Let’s study President Eyring’s fantastic talk this week, shall we?  President Henry B. Eyring of the First Presidency spoke during the Sunday morning session of General Conference and his talk was called “Our Perfect Example.”  I was immediately drawn into his talk in the introduction:  “Different as we are in circumstances and experiences, we share a desire to become better than we are.”

“The message of the restored gospel of Jesus Christ is that we can and must expect to become better as long as we live.”

“Love is the motivating principle by which the Lord leads us along the way towards becoming like Him, our perfect example.”

“I hope you will go out today looking for opportunities to do as He did and to love as He loves.”

 

You can read the talk here, watch it here, or listen to it here.  It’s also on page 70 of the November Ensign.  (Go here for GCBC information.)

I know you’ll really like this talk.  Please share some of the things that you learn or think or notice as you study it.  I love reading all your great insights.

11 thoughts on “General Conference Book Club Week 9: President Eyring

  1. I like how Pres.

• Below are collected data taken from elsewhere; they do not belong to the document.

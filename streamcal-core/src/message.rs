//! Announcement text for a selected event.

use chrono::{DateTime, Duration, Utc};

use crate::selection::{SelectedEvent, collapse_whitespace};

/// Post length limit, in characters.
pub const MAX_POST_CHARS: usize = 280;

const TRUNCATION_MARKER: char = '…';

/// Announcements always show Japan Standard Time (UTC+9, no DST).
const ANNOUNCE_UTC_OFFSET_HOURS: i64 = 9;

/// Render the announcement for `event`, linking to `page_url`.
///
/// Streamer, platform and title lines are left out entirely when empty.
pub fn build_message(event: &SelectedEvent, page_url: &str) -> String {
    let streamer = optional_line("🌹", &event.streamer);
    let platform = optional_line("🧩", &event.platform);
    let title = optional_line("📺", &event.title);

    let body = format!(
        "【配信予定のお知らせ📣】\n\
         \n\
         🕗 {}\n\
         {streamer}{platform}{title}\n\
         🔗 {page_url}\n\
         \n\
         初見さんも大歓迎！ぜひ遊びにきてね✨",
        format_announce_time(event.start_instant)
    );

    truncate(&body, MAX_POST_CHARS)
}

fn optional_line(icon: &str, value: &str) -> String {
    let value = collapse_whitespace(value);
    if value.is_empty() {
        String::new()
    } else {
        format!("{icon} {value}\n")
    }
}

/// `YYYY/MM/DD HH:MM` at UTC+9.
pub fn format_announce_time(instant: DateTime<Utc>) -> String {
    (instant + Duration::hours(ANNOUNCE_UTC_OFFSET_HOURS))
        .naive_utc()
        .format("%Y/%m/%d %H:%M")
        .to_string()
}

/// Cut `text` to at most `max` characters. Longer text keeps its first
/// `max - 1` characters followed by `…`.
pub fn truncate(text: &str, max: usize) -> String {
    if text.chars().count() <= max {
        return text.to_string();
    }
    let mut out: String = text.chars().take(max.saturating_sub(1)).collect();
    out.push(TRUNCATION_MARKER);
    out
}

#[cfg(test)]
mod tests {
    use super::*;
    use chrono::TimeZone;

    fn event(streamer: &str, platform: &str, title: &str) -> SelectedEvent {
        let start_instant = Utc.with_ymd_and_hms(2025, 3, 20, 12, 0, 0).unwrap();
        SelectedEvent {
            start: "2025-03-20T12:00:00.000Z".to_string(),
            start_instant,
            title: title.to_string(),
            streamer: streamer.to_string(),
            platform: platform.to_string(),
            is_past: Some(false),
        }
    }

    #[test]
    fn test_full_message_layout() {
        let text = build_message(&event("Riko", "twitch", "Ranked"), "https://example.com/schedule");

        assert_eq!(
            text,
            "【配信予定のお知らせ📣】\n\
             \n\
             🕗 2025/03/20 21:00\n\
             🌹 Riko\n\
             🧩 twitch\n\
             📺 Ranked\n\
             \n\
             🔗 https://example.com/schedule\n\
             \n\
             初見さんも大歓迎！ぜひ遊びにきてね✨"
        );
    }

    #[test]
    fn test_empty_fields_drop_their_lines() {
        let text = build_message(&event("Riko", "", "  "), "https://example.com/schedule");

        assert!(text.contains("🌹 Riko\n"));
        assert!(!text.contains("🧩"));
        assert!(!text.contains("📺"));
        assert!(text.contains("🌹 Riko\n\n🔗 https://example.com/schedule"));
    }

    #[test]
    fn test_announce_time_crosses_date_line() {
        let late = Utc.with_ymd_and_hms(2025, 12, 31, 16, 30, 0).unwrap();

        assert_eq!(format_announce_time(late), "2026/01/01 01:30");
    }

    #[test]
    fn test_truncate_exact_length() {
        let source: String = (0..300).map(|i| char::from(b'a' + (i % 26) as u8)).collect();

        let truncated = truncate(&source, 280);

        assert_eq!(truncated.chars().count(), 280);
        assert_eq!(
            truncated.chars().take(279).collect::<String>(),
            source.chars().take(279).collect::<String>()
        );
        assert_eq!(truncated.chars().last(), Some('…'));
    }

    #[test]
    fn test_truncate_leaves_short_text_alone() {
        assert_eq!(truncate("short", 280), "short");
        let exactly: String = "x".repeat(280);
        assert_eq!(truncate(&exactly, 280), exactly);
    }

    #[test]
    fn test_long_title_is_truncated_to_limit() {
        let text = build_message(&event("Riko", "twitch", &"長".repeat(400)), "https://example.com");

        assert_eq!(text.chars().count(), MAX_POST_CHARS);
        assert!(text.ends_with('…'));
    }
}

Eyering says that we should expect to become like the Savior, and it is a commandment. We should excpect to be fillied with his love.
    I think sometimes I lower the standards I have for myself, out of fear. Fear that I am not worthy, or fear of the responibility. I need to step it up!!! Focus my self-image in him, and stop letting those negative voices tell me that I can’t do it.

  2. “Love is the motivating principle by which the Lord leads us along the way towards becoming like Him, our perfect example.”

    It’s true–the Lord asks us to strive for perfection not because he wants us to feel inadequate but because he LOVES us and knows what our capabilities and potential are.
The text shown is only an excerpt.